B. Procedural Background

Plaintiffs filed a Complaint on June 4, 2021, (Compl. (Doc. 1)), and an Amended Complaint on October 28, 2021, (Am. Compl. (Doc. 18)). Plaintiffs assert two ERISA counts: (I) breach of the fiduciary duty of prudence; and (II) breach of the fiduciary duty to monitor. (Id. ¶¶ 121-34.) Defendants moved to dismiss Plaintiffs' Amended Complaint under Federal Rule of Civil Procedure 12(b)(1) and 12(b)(6), (Doc. 21), and filed a memorandum in support of their motion, (Mem. of Law in Supp. of Defs.' Mot. to Dismiss Pls.' Am. Compl. ("Defs.' Br.") (Doc. 22)). Plaintiffs responded, (Pls.' Mem. of Law in Opp'n to Defs.' Mot. to Dismiss Pls.' Am. Compl. ("Pls.' Resp.") (Doc. 25)), and Defendants replied, (Reply in Supp. of Defs.' Mot. to Dismiss Pls.' Am. Compl. (Doc. 29)).

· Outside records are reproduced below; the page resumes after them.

//! Message-type and protocol-identifier URIs.
//!
//! A message type has the shape `<doc-uri><protocol-name>/<semver>/<message-name>`,
//! where the doc-uri prefix is opaque and ends with one of the delimiters
//! `/ ; ! ? & # @` or whitespace. A protocol identifier is the same without
//! the trailing message name.

use std::cmp::Ordering;
use std::fmt;
use std::str::FromStr;

use serde::{Deserialize, Deserializer, Serialize, Serializer};

use crate::error::{DcommError, DcommResult};
use crate::semver::Semver;

/// Compare two identifiers ignoring case, punctuation and whitespace.
///
/// Only alphanumeric characters take part, in order, so `trust-ping`,
/// `TrustPing` and `Trust Ping!` are all equal. `None` sorts before any string.
pub fn compare_identifiers(a: Option<&str>, b: Option<&str>) -> Ordering {
    match (a, b) {
        (None, None) => Ordering::Equal,
        (None, Some(_)) => Ordering::Less,
        (Some(_), None) => Ordering::Greater,
        (Some(a), Some(b)) => normalized(a).cmp(normalized(b)),
    }
}

/// Shorthand for `compare_identifiers(..) == Equal` on two present strings.
pub fn identifiers_match(a: &str, b: &str) -> bool {
    compare_identifiers(Some(a), Some(b)) == Ordering::Equal
}

fn normalized(s: &str) -> impl Iterator<Item = char> + '_ {
    s.chars()
        .filter(|c| c.is_alphanumeric())
        .flat_map(char::to_lowercase)
}

fn is_doc_uri_delimiter(c: char) -> bool {
    matches!(c, '/' | ';' | '!' | '?' | '&' | '#' | '@') || c.is_whitespace()
}

/// Split `<doc-uri><name>` at the last delimiter, keeping the delimiter in the doc-uri.
fn split_protocol(prefix: &str) -> (&str, &str) {
    match prefix.rfind(is_doc_uri_delimiter) {
        Some(idx) => {
            let delim_len = prefix[idx..].chars().next().map_or(1, char::len_utf8);
            prefix.split_at(idx + delim_len)
        }
        None => ("", prefix),
    }
}

/// `<doc-uri><protocol-name>/<semver>`.
#[derive(Debug, Clone, PartialEq, Eq, Hash)]
pub struct ProtocolIdentifierUri {
    doc_uri: String,
    protocol_name: String,
    version: Semver,
}

impl ProtocolIdentifierUri {
    pub fn parse(text: &str) -> DcommResult<Self> {
        let (prefix, version) = text
            .rsplit_once('/')
            .ok_or_else(|| DcommError::Format(format!("\"{text}\" has no version segment")))?;
        Self::from_parts(text, prefix, version)
    }

    fn from_parts(text: &str, prefix: &str, version: &str) -> DcommResult<Self> {
        let version = Semver::parse(version)
            .map_err(|_| DcommError::Format(format!("\"{text}\" has no valid version segment")))?;
        let (doc_uri, protocol_name) = split_protocol(prefix);
        if protocol_name.is_empty() {
            return Err(DcommError::Format(format!("\"{text}\" has no protocol name")));
        }
        Ok(Self {
            doc_uri: doc_uri.to_string(),
            protocol_name: protocol_name.to_string(),
            version,
        })
    }

    /// Assemble from parts. The doc-uri must already end with a delimiter (or be empty).
    pub fn new(doc_uri: impl Into<String>, protocol_name: impl Into<String>, version: Semver) -> Self {
        Self {
            doc_uri: doc_uri.into(),
            protocol_name: protocol_name.into(),
            version,
        }
    }

    pub fn doc_uri(&self) -> &str {
        &self.doc_uri
    }

    pub fn protocol_name(&self) -> &str {
        &self.protocol_name
    }

    pub fn version(&self) -> &Semver {
        &self.version
    }

    /// The message type for one message of this protocol.
    pub fn message_type(&self, message_name: &str) -> MessageTypeUri {
        MessageTypeUri {
            protocol: self.clone(),
            message_name: message_name.to_string(),
        }
    }
}

impl fmt::Display for ProtocolIdentifierUri {
    fn fmt(&self, f: &mut fmt::Formatter<'_>) -> fmt::Result {
        write!(f, "{}{}/{}", self.doc_uri, self.protocol_name, self.version)
    }
}

/// `<doc-uri><protocol-name>/<semver>/<message-name>`.
#[derive(Debug, Clone, PartialEq, Eq, Hash)]
pub struct MessageTypeUri {
    protocol: ProtocolIdentifierUri,
    message_name: String,
}

impl MessageTypeUri {
    pub fn parse(text: &str) -> DcommResult<Self> {
        let (rest, message_name) = text
            .rsplit_once('/')
            .ok_or_else(|| DcommError::Format(format!("\"{text}\" is not a message type")))?;
        if message_name.is_empty() {
            return Err(DcommError::Format(format!("\"{text}\" has no message name")));
        }
        let (prefix, version) = rest
            .rsplit_once('/')
            .ok_or_else(|| DcommError::Format(format!("\"{text}\" has no version segment")))?;
        Ok(Self {
            protocol: ProtocolIdentifierUri::from_parts(text, prefix, version)?,
            message_name: message_name.to_string(),
        })
    }

    pub fn protocol(&self) -> &ProtocolIdentifierUri {
        &self.protocol
    }

    pub fn doc_uri(&self) -> &str {
        self.protocol.doc_uri()
    }

    pub fn protocol_name(&self) -> &str {
        self.protocol.protocol_name()
    }

    pub fn version(&self) -> &Semver {
        self.protocol.version()
    }

    pub fn message_name(&self) -> &str {
        &self.message_name
    }
}

impl fmt::Display for MessageTypeUri {
    fn fmt(&self, f: &mut fmt::Formatter<'_>) -> fmt::Result {
        write!(f, "{}/{}", self.protocol, self.message_name)
    }
}

impl FromStr for MessageTypeUri {
    type Err = DcommError;

    fn from_str(s: &str) -> Result<Self, Self::Err> {
        Self::parse(s)
    }
}

impl FromStr for ProtocolIdentifierUri {
    type Err = DcommError;

    fn from_str(s: &str) -> Result<Self, Self::Err> {
        Self::parse(s)
    }
}

impl Serialize for MessageTypeUri {
    fn serialize<S: Serializer>(&self, serializer: S) -> Result<S::Ok, S::Error> {
        serializer.collect_str(self)
    }
}

impl<'de> Deserialize<'de> for MessageTypeUri {
    fn deserialize<D: Deserializer<'de>>(deserializer: D) -> Result<Self, D::Error> {
        let text = String::deserialize(deserializer)?;
        Self::parse(&text).map_err(serde::de::Error::custom)
    }
}

impl Serialize for ProtocolIdentifierUri {
    fn serialize<S: Serializer>(&self, serializer: S) -> Result<S::Ok, S::Error> {
        serializer.collect_str(self)
    }
}

impl<'de> Deserialize<'de> for ProtocolIdentifierUri {
    fn deserialize<D: Deserializer<'de>>(deserializer: D) -> Result<Self, D::Error> {
        let text = String::deserialize(deserializer)?;
        Self::parse(&text).map_err(serde::de::Error::custom)
    }
}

In addition to their briefing, Defendants submitted three Suggestions of Subsequently Decided Authority. (See Def.'s Sug. of Sub. Decided Auth (Doc. 30); Def.'s Sug. of Sub. Decided Auth (Doc. 31); Def.'s Sug. of Sub. Decided Auth (Doc. 32).) Plaintiffs also submitted a Suggestion of Subsequently Decided Authority (See Pl.'s Sug. Sub. Decided Auth. (Doc. 33).) This court has reviewed these decisions and finds none are binding on this court. To the extent that they suggest a different outcome should be reached in this case, this court is more persuaded by the decisions cited in this Memorandum and Order.

II. STANDARD OF REVIEW

A. Federal Rule of Civil Procedure 12(b)(1)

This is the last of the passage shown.